Seasonality setting:

  • seasonality_alpha: (default 0.05) The p-value threshold for determining seasonal time series. Values less than or equal to this value indicate a seasonal time series.

Slope direction settings:

  • confidence_categories: (default {0.90: 'Very likely', 0.67: 'Likely'}) This setting controls the thresholds for the confidence categories. The default is set such that 90% confidence and above are consider 'Very likely' to be trends and 67% and above are consider 'Likely' to be trends.
  • neutral_category: (default 'Indeterminate') Analysis results that don't meet the lowest confidence category are set to have this confidence category.

Slope settings:

  • confidence_interval: (default 90) The confidence interval for the Sen slope. The 90% confidence interval generates the 5th and 95th percentile of the slopes.
  • percentile_method: (default 'hazen') The percentile method to use to generate the confidence interval for the slope. Options include: 'weiball', 'tukey', 'blom', 'hazen', 'excel'.

Output settings:

  • output_format_trend_end: (default '%Y') The format to use in the output column containing the end of the trend period. The default is '%Y' which produces the year only. https://strftime.org/
  • output_format_trend_period: (default '%b %Y') The format to use in the output column containing the entire trend period. The default is '%b %Y' to output month and year for the start and end of the trend period.. https://strftime.org/

Censored data settings:

  • censored_values: (default False) An indicator for whether censored values are expected in the value_col.
  • censored_kwargs: (default {}) A dictionary of keywords and values to use for generation of a CensoredData object. Users should be familiar with the Python package censoredsummarystats. https://pypi.org/project/censoredsummarystats/
  • lower_conversion_factor: (default 0.5) The conversion to apply for left censored data. If the time series has several different numeric components to left censored results (multiple detection limits), then all left censored results and non-censored results less than the largest numeric component of left censored results will be converted to this factor multiplied by this largest numeric value.
  • upper_conversion_factor: (default 1.1) The conversion to apply for right censored data. If the time series has several different numeric components to right censored results (multiple quantification limits), then all right censored results and non-censored results greater than the least numeric component of right censored results will be converted to this factor multiplied by this least numeric value.

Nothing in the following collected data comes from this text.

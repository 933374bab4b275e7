//! Delimited text: one `lon, lat, name` record per line.

use std::{
    io::{self, BufRead, BufReader, Read},
    sync::OnceLock,
};

use placemark_core::Coordinates;
use regex::Regex;

use super::{CoordinateOrder, ImportError, ImportFormat, Importer, PlacemarkDraft, PlacemarkSink};

const BYTE_ORDER_MARK: char = '\u{feff}';

/// Two numbers and a name, each optionally quoted, separated by a comma,
/// semicolon or whitespace. A quoted name may contain doubled quotes.
const LINE_PATTERN: &str = r#"(?x)
    ^\s*
    "?(?P<first>[-+]?(?:\d+\.?\d*|\.\d+))"?
    \s*[,;\s]\s*
    "?(?P<second>[-+]?(?:\d+\.?\d*|\.\d+))"?
    \s*[,;\s]\s*
    (?:"(?P<quoted>(?:[^"]|"")*)"|(?P<bare>[^"]*?))
    \s*$
"#;

fn line_pattern() -> Result<&'static Regex, ImportError> {
    static PATTERN: OnceLock<Result<Regex, regex::Error>> = OnceLock::new();
    PATTERN
        .get_or_init(|| Regex::new(LINE_PATTERN))
        .as_ref()
        .map_err(|err| read_error(io::Error::other(err.clone())))
}

/// Line-oriented importer for ASC and CSV exports.
///
/// Lines starting with `;` or `#` and blank lines are comments. Lines that
/// do not match are logged and skipped; the rest of the file still imports.
/// Each line is decoded as UTF-8, falling back to Latin-1.
#[derive(Debug, Default, Clone, Copy)]
pub struct TextImporter {
    order: CoordinateOrder,
}

impl TextImporter {
    /// Importer reading coordinates in `order`.
    #[must_use]
    pub const fn new(order: CoordinateOrder) -> Self {
        Self { order }
    }

    fn parse(&self, pattern: &Regex, line: &str) -> Option<PlacemarkDraft> {
        let captures = pattern.captures(line)?;
        let first: f32 = captures.name("first")?.as_str().parse().ok()?;
        let second: f32 = captures.name("second")?.as_str().parse().ok()?;
        let (latitude, longitude) = match self.order {
            CoordinateOrder::LonLat => (second, first),
            CoordinateOrder::LatLon => (first, second),
        };
        let name = match (captures.name("quoted"), captures.name("bare")) {
            (Some(quoted), _) => quoted.as_str().replace("\"\"", "\""),
            (None, Some(bare)) => bare.as_str().to_owned(),
            (None, None) => String::new(),
        };
        Some(PlacemarkDraft::new(name, "", Coordinates::unchecked(latitude, longitude)))
    }
}

impl Importer for TextImporter {
    fn import(&mut self, reader: &mut dyn Read, sink: &mut dyn PlacemarkSink) -> Result<(), ImportError> {
        let pattern = line_pattern()?;
        let mut reader = BufReader::new(reader);
        let mut bytes = Vec::new();
        let mut number = 0_usize;
        loop {
            bytes.clear();
            if reader.read_until(b'\n', &mut bytes).map_err(read_error)? == 0 {
                return Ok(());
            }
            number += 1;
            let decoded = decode(std::mem::take(&mut bytes));
            let line = decoded.trim_start_matches(BYTE_ORDER_MARK).trim_end_matches(['\r', '\n']);
            let trimmed = line.trim_start();
            if trimmed.is_empty() || trimmed.starts_with([';', '#']) {
                continue;
            }
            match self.parse(pattern, line) {
                Some(draft) => sink.accept(draft)?,
                None => log::debug!("skipping malformed text line {number}: {line:?}"),
            }
        }
    }
}

fn decode(bytes: Vec<u8>) -> String {
    String::from_utf8(bytes)
        .unwrap_or_else(|err| err.into_bytes().into_iter().map(char::from).collect())
}

fn read_error(source: io::Error) -> ImportError {
    ImportError::Read {
        format: ImportFormat::Text(CoordinateOrder::default()),
        source,
    }
}
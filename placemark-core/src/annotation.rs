use crate::Coordinates;

/// User data attached to an exact location rather than to a placemark.
///
/// Any placemark sitting on the same fixed-point coordinates shares the
/// annotation, and it survives re-imports of the placemark that first
/// carried it. The default state (empty note, not flagged) is never
/// persisted.
#[derive(Debug, Clone, PartialEq)]
pub struct PlacemarkAnnotation {
    /// Location the annotation is keyed on.
    pub coordinates: Coordinates,
    /// Free-text note.
    pub note: String,
    /// Favourite flag.
    pub flagged: bool,
}

impl PlacemarkAnnotation {
    /// Annotation in its default, unpersisted state.
    #[must_use]
    pub const fn empty(coordinates: Coordinates) -> Self {
        Self {
            coordinates,
            note: String::new(),
            flagged: false,
        }
    }

    /// Report whether this annotation carries no user data.
    #[must_use]
    pub fn is_default(&self) -> bool {
        !self.flagged && self.note.trim().is_empty()
    }
}
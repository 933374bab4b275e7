//! Proximity search over stored placemarks.
//!
//! A conservative bounding box in fixed-point space is pushed down into SQL,
//! then each candidate's exact geodesic distance is checked. Results are kept
//! in a bounded ordered map: once it is full, the farthest kept distance
//! becomes the new cutoff and the box is shrunk to match, so later rows are
//! rejected by two integer comparisons before any distance is computed.

use std::{cmp::Ordering, collections::BTreeMap};

use rusqlite::{Connection, params_from_iter};
use thiserror::Error;

use crate::{
    CollectionId, Coordinates, Placemark,
    coord::{LATITUDE_RANGE, LONGITUDE_RANGE, encode_f64},
};

use super::{StoreError, placemarks, sqlite};

/// Maximum number of hits returned unless overridden.
pub const DEFAULT_RESULT_CAP: usize = 250;

/// Metres per degree of latitude at the equator, the shortest on the ellipsoid.
const METRES_PER_LATITUDE_DEGREE: f64 = 110_574.0;
/// Metres per degree of longitude at the equator.
const METRES_PER_LONGITUDE_DEGREE: f64 = 111_320.0;
/// Head-room applied to the box so it always covers the circle.
const BOX_MARGIN: f64 = 1.1;

/// Errors raised by [`search`].
#[derive(Debug, Error)]
pub enum SearchError {
    /// The query names no collection to search.
    #[error("a proximity search needs at least one collection")]
    NoCollections,
    /// The radius was not a positive finite number.
    #[error("search radius must be positive, got {0} m")]
    InvalidRadius(f64),
    /// The centre was empty or out of range.
    #[error("search centre {0} is not a valid position")]
    InvalidCenter(Coordinates),
    /// The result cap was zero.
    #[error("search result limit must be at least one")]
    InvalidLimit,
    /// The underlying query failed.
    #[error(transparent)]
    Store(#[from] StoreError),
}

/// Parameters of a proximity search.
///
/// # Examples
///
/// ```
/// use placemark_core::{Coordinates, store::ProximityQuery};
///
/// let query = ProximityQuery::new(Coordinates::unchecked(45.0, 9.0), 5_000.0)
///     .in_collections([1, 2])
///     .with_name("cafe")
///     .only_flagged(true);
/// assert_eq!(query.collections(), &[1, 2]);
/// ```
#[derive(Debug, Clone, PartialEq)]
pub struct ProximityQuery {
    center: Coordinates,
    radius: f64,
    collections: Vec<CollectionId>,
    name: Option<String>,
    only_flagged: bool,
    limit: usize,
}

impl ProximityQuery {
    /// Search within `radius` metres of `center`.
    #[must_use]
    pub fn new(center: Coordinates, radius: f64) -> Self {
        Self {
            center,
            radius,
            collections: Vec::new(),
            name: None,
            only_flagged: false,
            limit: DEFAULT_RESULT_CAP,
        }
    }

    /// Restrict the search to the given collections.
    #[must_use]
    pub fn in_collections(mut self, ids: impl IntoIterator<Item = CollectionId>) -> Self {
        self.collections.extend(ids);
        self.collections.sort_unstable();
        self.collections.dedup();
        self
    }

    /// Keep only placemarks whose name contains `needle`, ignoring case.
    ///
    /// A blank needle disables the filter.
    #[must_use]
    pub fn with_name(mut self, needle: &str) -> Self {
        let needle = needle.trim();
        self.name = (!needle.is_empty()).then(|| needle.to_lowercase());
        self
    }

    /// Keep only placemarks at a flagged location.
    #[must_use]
    pub const fn only_flagged(mut self, only_flagged: bool) -> Self {
        self.only_flagged = only_flagged;
        self
    }

    /// Override the result cap.
    #[must_use]
    pub const fn with_limit(mut self, limit: usize) -> Self {
        self.limit = limit;
        self
    }

    /// Centre of the search.
    #[must_use]
    pub const fn center(&self) -> Coordinates {
        self.center
    }

    /// Radius in metres.
    #[must_use]
    pub const fn radius(&self) -> f64 {
        self.radius
    }

    /// Collections searched, sorted and de-duplicated.
    #[must_use]
    pub fn collections(&self) -> &[CollectionId] {
        &self.collections
    }

    /// Result cap.
    #[must_use]
    pub const fn limit(&self) -> usize {
        self.limit
    }

    fn validate(&self) -> Result<(), SearchError> {
        if self.collections.is_empty() {
            return Err(SearchError::NoCollections);
        }
        if !(self.radius.is_finite() && self.radius > 0.0) {
            return Err(SearchError::InvalidRadius(self.radius));
        }
        if !self.center.is_valid() {
            return Err(SearchError::InvalidCenter(self.center));
        }
        if self.limit == 0 {
            return Err(SearchError::InvalidLimit);
        }
        Ok(())
    }

    fn matches_name(&self, placemark: &Placemark) -> bool {
        self.name
            .as_deref()
            .is_none_or(|needle| placemark.name.to_lowercase().contains(needle))
    }
}

/// Inclusive range of fixed-point longitudes.
#[derive(Debug, Clone, Copy, PartialEq, Eq)]
pub struct LongitudeRange {
    /// Western bound.
    pub min: i64,
    /// Eastern bound.
    pub max: i64,
}

impl LongitudeRange {
    fn degrees(min: f64, max: f64) -> Self {
        Self {
            min: encode_f64(min),
            max: encode_f64(max),
        }
    }

    const fn contains(self, longitude: i64) -> bool {
        self.min <= longitude && longitude <= self.max
    }
}

/// Fixed-point box covering a circle, split in two across the antimeridian.
#[derive(Debug, Clone, Copy, PartialEq, Eq)]
pub struct BoundingBox {
    /// Southern bound.
    pub min_latitude: i64,
    /// Northern bound.
    pub max_latitude: i64,
    /// Primary longitude range.
    pub longitudes: LongitudeRange,
    /// Second range on the far side of the antimeridian, if the box wraps.
    pub wrapped: Option<LongitudeRange>,
}

impl BoundingBox {
    /// Box conservatively covering every point within `radius` metres of
    /// `center`.
    ///
    /// Boxes reaching a pole span every longitude.
    #[must_use]
    pub fn around(center: Coordinates, radius: f64) -> Self {
        let (lat_floor, lat_ceiling) = (
            f64::from(*LATITUDE_RANGE.start()),
            f64::from(*LATITUDE_RANGE.end()),
        );
        let (west_edge, east_edge) = (
            f64::from(*LONGITUDE_RANGE.start()),
            f64::from(*LONGITUDE_RANGE.end()),
        );
        let latitude = f64::from(center.latitude);
        let longitude = f64::from(center.longitude);

        let lat_span = radius / METRES_PER_LATITUDE_DEGREE * BOX_MARGIN;
        let south = (latitude - lat_span).max(lat_floor);
        let north = (latitude + lat_span).min(lat_ceiling);

        let widest = south.abs().max(north.abs());
        let scale = METRES_PER_LONGITUDE_DEGREE * widest.to_radians().cos();
        let lon_span = if scale > f64::EPSILON {
            radius / scale * BOX_MARGIN
        } else {
            f64::INFINITY
        };

        let (longitudes, wrapped) = if lon_span >= 180.0 || widest >= lat_ceiling {
            (LongitudeRange::degrees(west_edge, east_edge), None)
        } else {
            let west = longitude - lon_span;
            let east = longitude + lon_span;
            if west < west_edge {
                (
                    LongitudeRange::degrees(west_edge, east),
                    Some(LongitudeRange::degrees(west + 360.0, east_edge)),
                )
            } else if east > east_edge {
                (
                    LongitudeRange::degrees(west, east_edge),
                    Some(LongitudeRange::degrees(west_edge, east - 360.0)),
                )
            } else {
                (LongitudeRange::degrees(west, east), None)
            }
        };

        Self {
            min_latitude: encode_f64(south),
            max_latitude: encode_f64(north),
            longitudes,
            wrapped,
        }
    }

    /// Report whether a fixed-point position lies inside the box.
    #[must_use]
    pub fn contains(&self, latitude: i64, longitude: i64) -> bool {
        (self.min_latitude..=self.max_latitude).contains(&latitude)
            && (self.longitudes.contains(longitude)
                || self.wrapped.is_some_and(|range| range.contains(longitude)))
    }

    fn predicate(&self) -> &'static str {
        if self.wrapped.is_some() {
            "p.latitude BETWEEN ? AND ? \
             AND (p.longitude BETWEEN ? AND ? OR p.longitude BETWEEN ? AND ?)"
        } else {
            "p.latitude BETWEEN ? AND ? AND p.longitude BETWEEN ? AND ?"
        }
    }

    fn bounds(&self) -> impl Iterator<Item = i64> {
        [
            self.min_latitude,
            self.max_latitude,
            self.longitudes.min,
            self.longitudes.max,
        ]
        .into_iter()
        .chain(self.wrapped.into_iter().flat_map(|range| [range.min, range.max]))
    }
}

/// One search result.
#[derive(Debug, Clone, PartialEq)]
pub struct SearchHit {
    /// The matching placemark.
    pub placemark: Placemark,
    /// Exact distance from the query centre in metres.
    pub distance: f64,
    /// Whether the placemark's location carries a flagged annotation.
    pub flagged: bool,
}

#[derive(Debug, Clone, Copy)]
struct Rank {
    distance: f64,
    latitude: i64,
    longitude: i64,
    id: i64,
}

impl PartialEq for Rank {
    fn eq(&self, other: &Self) -> bool {
        self.cmp(other) == Ordering::Equal
    }
}

impl Eq for Rank {}

impl PartialOrd for Rank {
    fn partial_cmp(&self, other: &Self) -> Option<Ordering> {
        Some(self.cmp(other))
    }
}

impl Ord for Rank {
    fn cmp(&self, other: &Self) -> Ordering {
        self.distance
            .total_cmp(&other.distance)
            .then(self.latitude.cmp(&other.latitude))
            .then(self.longitude.cmp(&other.longitude))
            .then(self.id.cmp(&other.id))
    }
}

/// Nearest placemarks matching `query`, closest first.
///
/// Ties on distance are broken by latitude, then longitude, then id. At most
/// [`ProximityQuery::limit`] hits are returned, and they are exactly the
/// closest matching placemarks.
pub fn search(connection: &Connection, query: &ProximityQuery) -> Result<Vec<SearchHit>, SearchError> {
    query.validate()?;
    let center = query.center;
    let mut window = BoundingBox::around(center, query.radius);

    let placeholders = vec!["?"; query.collections.len()].join(", ");
    let favourites = if query.only_flagged {
        " AND a.flag != 0"
    } else {
        ""
    };
    let sql = format!(
        "SELECT {columns}, COALESCE(a.flag, 0)
            FROM placemark AS p
            LEFT JOIN placemark_annotation AS a
                ON a.latitude = p.latitude AND a.longitude = p.longitude
            WHERE p.collection_id IN ({placeholders}) AND {predicate}{favourites}",
        columns = placemarks::COLUMNS,
        predicate = window.predicate(),
    );
    let mut statement = connection
        .prepare(&sql)
        .map_err(sqlite("prepare proximity search"))?;
    let params = query.collections.iter().copied().chain(window.bounds());
    let mut rows = statement
        .query(params_from_iter(params))
        .map_err(sqlite("run proximity search"))?;

    let mut cutoff = query.radius;
    let mut kept: BTreeMap<Rank, SearchHit> = BTreeMap::new();
    let mut scanned = 0_usize;
    while let Some(row) = rows.next().map_err(sqlite("read proximity search row"))? {
        scanned += 1;
        let latitude: i64 = row.get(1).map_err(sqlite("read candidate latitude"))?;
        let longitude: i64 = row.get(2).map_err(sqlite("read candidate longitude"))?;
        if !window.contains(latitude, longitude) {
            continue;
        }
        let placemark = placemarks::from_row(row).map_err(sqlite("read candidate placemark"))?;
        let distance = center.distance_to(placemark.coordinates);
        if distance > cutoff || !query.matches_name(&placemark) {
            continue;
        }
        let flagged = row.get::<_, i64>(6).map_err(sqlite("read candidate flag"))? != 0;
        let rank = Rank {
            distance,
            latitude,
            longitude,
            id: placemark.id,
        };
        kept.insert(
            rank,
            SearchHit {
                placemark,
                distance,
                flagged,
            },
        );
        if kept.len() > query.limit {
            kept.pop_last();
        }
        if kept.len() == query.limit
            && let Some((farthest, _)) = kept.last_key_value()
            && farthest.distance < cutoff
        {
            cutoff = farthest.distance;
            window = BoundingBox::around(center, cutoff);
        }
    }
    log::debug!(
        "proximity search at {center} within {} m scanned {scanned} rows, kept {}",
        query.radius,
        kept.len()
    );
    Ok(kept.into_values().collect())
}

Customizable output column names:

Trend period columns:

  • freq_col: (default 'Frequency') This is the column name for the column contains a text description of the trend frequency (e.g., 'Annually', 'Monthly')
  • freq_num_col: (default 'SeasonsPeryear') This column contains an integer describing the trend frequency (e.g., 1, 12).
  • trend_end_col: (default 'TrendEnd') This column contains a text format describing the end date of the trend period following from output_format_trend_end (e.g., 2023, June 2023, etc.).
  • trend_len_col: (default 'TrendLength') This column contains aan integer describing the trend length in years (e.g., 10, 20).
  • trend_period_col: (default 'TrendPeriod') This column contains a text format describing the start and end of the trend period following from output_format_trend_period (e.g., July 2023 to June 2023).

Data summary columns (some columns may only be produced exclusively for censored or non-censored data):

  • count_col: (default 'ValueCount') This column contains the number of data points used for the given trend period and frequency.
  • minimum_col: (default 'Minimum') This column contains the minimum value within the data used for the trend analysis (non-censored data only).
  • median_col: (default 'Median') This column contains the median value within the data used for the trend analysis (non-censored data only).
  • average_col: (default 'Average') This column contains the average value within the data used for the trend analysis (non-censored data only).
  • maximum_col: (default 'Maximum') This column contains the maximum value within the data used for the trend analysis (non-censored data only).
  • left_censored_count_col: (default 'CountBelowDetect') This column contains the number of left censored results within the data used for the trend analysis (censored data only).
  • left_censored_min_col: (default 'DetectLimitMin') This column contains the smallest left censored numeric component within the data used for the trend analysis (censored data only).
  • left_censored_max_col: (default 'DetectLimitMax') This column contains the largest left censored numeric component within the data used for the trend analysis (censored data only).
  • right_censored_count_col: (default 'CountAboveQuant') This column contains the number of right censored results within the data used for the trend analysis (censored data only).
  • right_censored_min_col: (default 'QuantLimitMin') This column contains the smallest right censored numeric component within the data used for the trend analysis (censored data only).
  • right_censored_max_col: (default 'QuantLimitMax') This column contains the largest right censored numeric component within the data used for the trend analysis (censored data only).
  • years_in_trend_col: (default 'YearsInPeriod') This column contains the number of years represented within the data used for the trend analysis. This may not be calendar years if the trend period does not end with December.
  • seasons_in_trend_col: (default 'SeasonsInPeriod') This column contains the number of seasons represented within the data used for the trend analysis.
  • percent_of_years_col: (default 'PercentOfYears') This column contains the percentage of years represented within the data used for the trend analysis.
  • percent_of_seasons_col: (default 'PercentOfSeasons') This column contains the the percentage of seasons represented within the data used for the trend analysis.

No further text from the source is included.